The near-term risk that I see for the Hurricanes is finding their way into a first-round series that takes a massive toll physically. If the Hurricanes do emerge as the Metro Division champion, they are mostly likely to face Boston (current match up), Washington or Pittsburgh. A Capitals match up especially has the potential to become a physical war. The Bruins similarly could go down that road. Though any team will likely try to dial up the physicality against the Canes, I think the Penguins present a bit more favorable match up in that regard. Of the three options, the Pens would be my preferred choice for a first-round match up.
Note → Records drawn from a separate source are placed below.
//! Gemini (Google) image editing provider.
//!
//! One edit is one `generateContent` call: the base image, the optional
//! style reference, and the instruction go out as ordered parts, and the
//! response is classified into exactly one [`GenerationResult`] or one
//! [`GenerationFailure`].

use crate::config::EditorConfig;
use crate::error::{
    sanitize_error_message, GenEditError, GenerationFailure, RejectionKind, Result,
};
use crate::image::editor::ImageEditor;
use crate::image::types::{
    EditRequest, GenerationMetadata, GenerationResult, ImageFormat, ImageInput, InlineImage,
};
use async_trait::async_trait;
use serde::{Deserialize, Serialize};
use std::fmt;
use std::str::FromStr;
use std::time::Instant;

/// Public Gemini API endpoint.
pub const DEFAULT_BASE_URL: &str = "https://generativelanguage.googleapis.com";

const SAFETY_FINISH_REASONS: &[&str] = &[
    "SAFETY",
    "IMAGE_SAFETY",
    "PROHIBITED_CONTENT",
    "IMAGE_PROHIBITED_CONTENT",
    "BLOCKLIST",
    "SPII",
];

const RECITATION_FINISH_REASONS: &[&str] = &["RECITATION", "IMAGE_RECITATION"];

/// Gemini image model variants.
#[derive(Debug, Clone, Copy, Default, PartialEq, Eq)]
pub enum GeminiModel {
    /// Gemini 2.5 Flash Image preview.
    #[default]
    FlashImagePreview,
    /// Gemini 2.5 Flash Image (GA).
    FlashImage,
    /// Gemini 3 Pro Image preview (highest quality).
    ProImagePreview,
}

impl GeminiModel {
    /// Returns the API model identifier.
    pub fn as_str(&self) -> &'static str {
        match self {
            Self::FlashImagePreview => "gemini-2.5-flash-image-preview",
            Self::FlashImage => "gemini-2.5-flash-image",
            Self::ProImagePreview => "gemini-3-pro-image-preview",
        }
    }
}

impl fmt::Display for GeminiModel {
    fn fmt(&self, f: &mut fmt::Formatter<'_>) -> fmt::Result {
        f.write_str(self.as_str())
    }
}

impl FromStr for GeminiModel {
    type Err = String;

    fn from_str(s: &str) -> std::result::Result<Self, Self::Err> {
        match s.trim().to_lowercase().as_str() {
            "flash-image-preview" | "gemini-2.5-flash-image-preview" => {
                Ok(Self::FlashImagePreview)
            }
            "flash-image" | "gemini-2.5-flash-image" => Ok(Self::FlashImage),
            "pro-image-preview" | "gemini-3-pro-image-preview" => Ok(Self::ProImagePreview),
            other => Err(format!("unknown Gemini image model: {other}")),
        }
    }
}

/// Builder for GeminiEditor.
#[derive(Debug, Clone, Default)]
pub struct GeminiEditorBuilder {
    api_key: Option<String>,
    model: GeminiModel,
    base_url: Option<String>,
}

impl GeminiEditorBuilder {
    /// Creates a new builder with default settings.
    pub fn new() -> Self {
        Self::default()
    }

    /// Sets the API key.
    ///
    /// The key is never read from the environment here; see
    /// [`EditorConfig::from_env`] for that. Without a key the editor still
    /// builds, and every edit fails with a configuration error.
    pub fn api_key(mut self, key: impl Into<String>) -> Self {
        self.api_key = Some(key.into());
        self
    }

    /// Sets the Gemini model variant.
    pub fn model(mut self, model: GeminiModel) -> Self {
        self.model = model;
        self
    }

    /// Overrides the API base URL.
    pub fn base_url(mut self, url: impl Into<String>) -> Self {
        self.base_url = Some(url.into());
        self
    }

    /// Builds the editor.
    pub fn build(self) -> Result<GeminiEditor> {
        let api_key = self.api_key.filter(|k| !k.trim().is_empty());
        let base_url = self
            .base_url
            .unwrap_or_else(|| DEFAULT_BASE_URL.to_string())
            .trim_end_matches('/')
            .to_string();

        Ok(GeminiEditor {
            client: reqwest::Client::builder().build()?,
            api_key,
            model: self.model,
            base_url,
        })
    }
}

/// Gemini image editor.
///
/// Holds no per-request state; concurrent edits are independent.
pub struct GeminiEditor {
    client: reqwest::Client,
    api_key: Option<String>,
    model: GeminiModel,
    base_url: String,
}

impl GeminiEditor {
    /// Creates a new `GeminiEditorBuilder`.
    pub fn builder() -> GeminiEditorBuilder {
        GeminiEditorBuilder::new()
    }

    /// Builds an editor from resolved configuration.
    pub fn from_config(config: &EditorConfig) -> Result<Self> {
        let mut builder = Self::builder()
            .model(config.model)
            .base_url(config.base_url.clone());
        if let Some(ref key) = config.api_key {
            builder = builder.api_key(key.clone());
        }
        builder.build()
    }

    /// Returns the configured model.
    pub fn model(&self) -> GeminiModel {
        self.model
    }

    /// Edits `base`, optionally guided by `reference`, following `prompt`.
    ///
    /// An empty prompt is replaced by a fixed instruction.
    pub async fn generate(
        &self,
        base: ImageInput,
        reference: Option<ImageInput>,
        prompt: &str,
    ) -> std::result::Result<GenerationResult, GenerationFailure> {
        let request = EditRequest::new(base, reference, prompt);
        self.edit(&request).await
    }

    fn model_url(&self) -> String {
        format!("{}/v1beta/models/{}", self.base_url, self.model.as_str())
    }

    async fn edit_impl(&self, request: &EditRequest) -> Result<GenerationResult> {
        let api_key = self.api_key.as_deref().ok_or(GenEditError::MissingApiKey)?;
        let start = Instant::now();

        let body = GeminiRequest::from_edit_request(request).await?;
        let url = format!("{}:generateContent", self.model_url());

        tracing::debug!(
            model = self.model.as_str(),
            has_reference = request.has_reference(),
            "submitting Gemini edit request"
        );

        let response = self
            .client
            .post(&url)
            .header("x-goog-api-key", api_key)
            .header("Content-Type", "application/json")
            .json(&body)
            .send()
            .await?;

        let status = response.status();
        if !status.is_success() {
            let text = response.text().await.unwrap_or_default();
            return Err(GenEditError::Api {
                status: status.as_u16(),
                message: sanitize_error_message(&text),
            });
        }

        let bytes = response.bytes().await?;
        let gemini_response: GeminiResponse = serde_json::from_slice(&bytes)?;
        let classified = classify_response(gemini_response)?;

        let duration_ms = start.elapsed().as_millis() as u64;
        tracing::debug!(
            duration_ms,
            mime_type = %classified.image.mime_type,
            has_text = classified.text.is_some(),
            "Gemini edit complete"
        );

        Ok(GenerationResult {
            image: classified.image,
            text: classified.text,
            metadata: GenerationMetadata {
                model: Some(self.model.as_str().to_string()),
                duration_ms: Some(duration_ms),
                finish_reason: classified.finish_reason,
            },
        })
    }
}

#[async_trait]
impl ImageEditor for GeminiEditor {
    async fn edit(
        &self,
        request: &EditRequest,
    ) -> std::result::Result<GenerationResult, GenerationFailure> {
        self.edit_impl(request).await.map_err(GenerationFailure::from)
    }

    fn name(&self) -> &str {
        "Gemini (Google)"
    }

    async fn health_check(&self) -> Result<()> {
        let api_key = self.api_key.as_deref().ok_or(GenEditError::MissingApiKey)?;

        let response = self
            .client
            .get(self.model_url())
            .header("x-goog-api-key", api_key)
            .send()
            .await?;

        match response.status().as_u16() {
            s @ (401 | 403) => Err(GenEditError::Api {
                status: s,
                message: "Invalid API key".into(),
            }),
            404 => Err(GenEditError::Api {
                status: 404,
                message: "Model not found. Verify the model name is correct.".into(),
            }),
            s if !(200..300).contains(&s) => Err(GenEditError::Api {
                status: s,
                message: "Health check failed".into(),
            }),
            _ => Ok(()),
        }
    }
}

/// Outcome of a successful classification.
#[derive(Debug)]
struct ClassifiedResponse {
    image: InlineImage,
    text: Option<String>,
    finish_reason: Option<String>,
}

/// Classifies a `generateContent` response.
///
/// Checks run in a fixed order, each a terminal branch: no candidate (block
/// reason or empty), safety/recitation finish reason, then image extraction.
/// All text parts are space-joined into one commentary string. When several
/// image parts are present the last one wins.
fn classify_response(response: GeminiResponse) -> Result<ClassifiedResponse> {
    let Some(candidate) = response.candidates.unwrap_or_default().into_iter().next() else {
        let reason = response
            .prompt_feedback
            .and_then(|feedback| feedback.block_reason)
            .filter(|reason| !reason.is_empty());
        return Err(GenEditError::PromptBlocked { reason });
    };

    let parts = candidate
        .content
        .and_then(|c| c.parts)
        .unwrap_or_default();
    let commentary = combine_text(&parts);

    if let Some(reason) = candidate.finish_reason.as_deref() {
        if let Some(kind) = rejection_kind(reason) {
            let explanation = commentary.or_else(|| {
                candidate
                    .finish_message
                    .map(|m| m.trim().to_string())
                    .filter(|m| !m.is_empty())
            });
            return Err(GenEditError::ContentRejected {
                kind,
                reason: reason.to_string(),
                explanation,
            });
        }
    }

    let image = parts
        .into_iter()
        .filter_map(|part| part.inline_data)
        .filter_map(InlineData::into_inline_image)
        .last();

    let Some(image) = image else {
        return Err(GenEditError::NoImage { commentary });
    };

    Ok(ClassifiedResponse {
        image,
        text: commentary,
        finish_reason: candidate.finish_reason,
    })
}

fn rejection_kind(finish_reason: &str) -> Option<RejectionKind> {
    if RECITATION_FINISH_REASONS.contains(&finish_reason) {
        Some(RejectionKind::Recitation)
    } else if SAFETY_FINISH_REASONS.contains(&finish_reason) {
        Some(RejectionKind::Safety)
    } else {
        None
    }
}

/// Space-joins every non-empty text part, skipping model thoughts.
fn combine_text(parts: &[GeminiPartResponse]) -> Option<String> {
    let joined = parts
        .iter()
        .filter(|part| !part.thought.unwrap_or_default())
        .filter_map(|part| part.text.as_deref())
        .filter(|text| !text.is_empty())
        .collect::<Vec<_>>()
        .join(" ");
    let trimmed = joined.trim();
    (!trimmed.is_empty()).then(|| trimmed.to_string())
}

// Request/Response types. Response fields are all optional: the API may send
// explicit nulls, which `#[serde(default)]` alone does not accept.
#[derive(Debug, Serialize)]
#[serde(rename_all = "camelCase")]
struct GeminiRequest {
    contents: Vec<GeminiContent>,
    generation_config: GeminiConfig,
}

#[derive(Debug, Serialize)]
struct GeminiContent {
    parts: Vec<GeminiRequestPart>,
}

/// A part in a Gemini request - can be text or inline image data.
#[derive(Debug, Serialize)]
#[serde(untagged)]
enum GeminiRequestPart {
    InlineData {
        #[serde(rename = "inlineData")]
        inline_data: InlineImage,
    },
    Text {
        text: String,
    },
}

#[derive(Debug, Serialize)]
#[serde(rename_all = "camelCase")]
struct GeminiConfig {
    response_modalities: Vec<String>,
}

impl GeminiRequest {
    /// Assembles `[base, reference?, instruction]`. The model reads the first
    /// image as the one to edit and the second as the style reference.
    ///
    /// Both images are encoded concurrently; order is fixed here, not by
    /// which encoding finishes first.
    async fn from_edit_request(req: &EditRequest) -> Result<Self> {
        let reference = req.reference.clone();
        let (base, reference) = tokio::try_join!(req.base.clone().encode_blocking(), async {
            match reference {
                Some(image) => image.encode_blocking().await.map(Some),
                None => Ok(None),
            }
        })?;

        let mut parts = vec![GeminiRequestPart::InlineData { inline_data: base }];
        if let Some(reference) = reference {
            parts.push(GeminiRequestPart::InlineData {
                inline_data: reference,
            });
        }

        parts.push(GeminiRequestPart::Text {
            text: req.instruction.clone(),
        });

        Ok(Self {
            contents: vec![GeminiContent { parts }],
            generation_config: GeminiConfig {
                response_modalities: vec!["IMAGE".to_string(), "TEXT".to_string()],
            },
        })
    }
}

#[derive(Debug, Deserialize)]
#[serde(rename_all = "camelCase")]
struct GeminiResponse {
    #[serde(default)]
    candidates: Option<Vec<GeminiCandidate>>,
    #[serde(default)]
    prompt_feedback: Option<PromptFeedback>,
}

#[derive(Debug, Deserialize)]
#[serde(rename_all = "camelCase")]
struct GeminiCandidate {
    #[serde(default)]
    content: Option<GeminiContentResponse>,
    #[serde(default)]
    finish_reason: Option<String>,
    #[serde(default)]
    finish_message: Option<String>,
}

#[derive(Debug, Deserialize)]
#[serde(rename_all = "camelCase")]
struct PromptFeedback {
    #[serde(default)]
    block_reason: Option<String>,
}

#[derive(Debug, Deserialize)]
struct GeminiContentResponse {
    #[serde(default)]
    parts: Option<Vec<GeminiPartResponse>>,
}

#[derive(Debug, Deserialize)]
#[serde(rename_all = "camelCase")]
struct GeminiPartResponse {
    #[serde(default)]
    text: Option<String>,
    #[serde(default)]
    inline_data: Option<InlineData>,
    #[serde(default)]
    thought: Option<bool>,
}

#[derive(Debug, Deserialize)]
#[serde(rename_all = "camelCase")]
struct InlineData {
    #[serde(default)]
    mime_type: Option<String>,
    #[serde(default)]
    data: Option<String>,
}

impl InlineData {
    /// Returns `None` when there is no payload; a missing MIME type means PNG.
    fn into_inline_image(self) -> Option<InlineImage> {
        let data = self.data.filter(|d| !d.is_empty())?;
        let mime_type = self
            .mime_type
            .filter(|m| !m.is_empty())
            .unwrap_or_else(|| ImageFormat::Png.mime_type().to_string());
        Some(InlineImage { mime_type, data })
    }
}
3) Preparing for the playoffs
In total, the Canes play has been lackluster of late. The current four-game winning streak glosses over the ‘meh’ level of play. After a 3-0 home loss to the Red Wings and a porous effort losing 7-4 to the Avalanche, the Hurricanes have to a large degree benefitted from a stretch of favorable schedule. The Canes gave up three goals that could have been four or five in a 5-3 win against a struggling Coyotes team that currently has an 10-game losing streak and had lost each of the six games prior to the Hurricanes meeting by four or more goals. The next three wins also came against non-playoff teams who are not playing great hockey right now.
On the positive side, the favorable stretch of schedule has helped carve a path to a division title after a sub-par April and has the potential to become a building block in terms of gaining confidence and finding a rhythm entering the playoffs. On the negative side, finishing the regular season primarily against bottom type teams might not be the best preparation for finding the higher gear needed to beat playoff teams.
But as much as teams aim to be playing at a high level coming out of the regular season, I am not sure it really matters that much. A single good win to start the playoffs can quickly right the ship. And the NHL playoff tragedies are full of teams that stormed through the regular season only to inexplicably fall flat against supposedly lesser teams in the first round of the playoffs.
The bigger thing right now is getting an experienced NHL goalie ready to go.
What say you Canes fans?
1) Of the likely options (Boston, Washington, Pittsburgh), who would you prefer that the Canes face in the first round of the playoffs?
2) To what degree do you think finishing strong after a sub-par April matters entering the playoffs?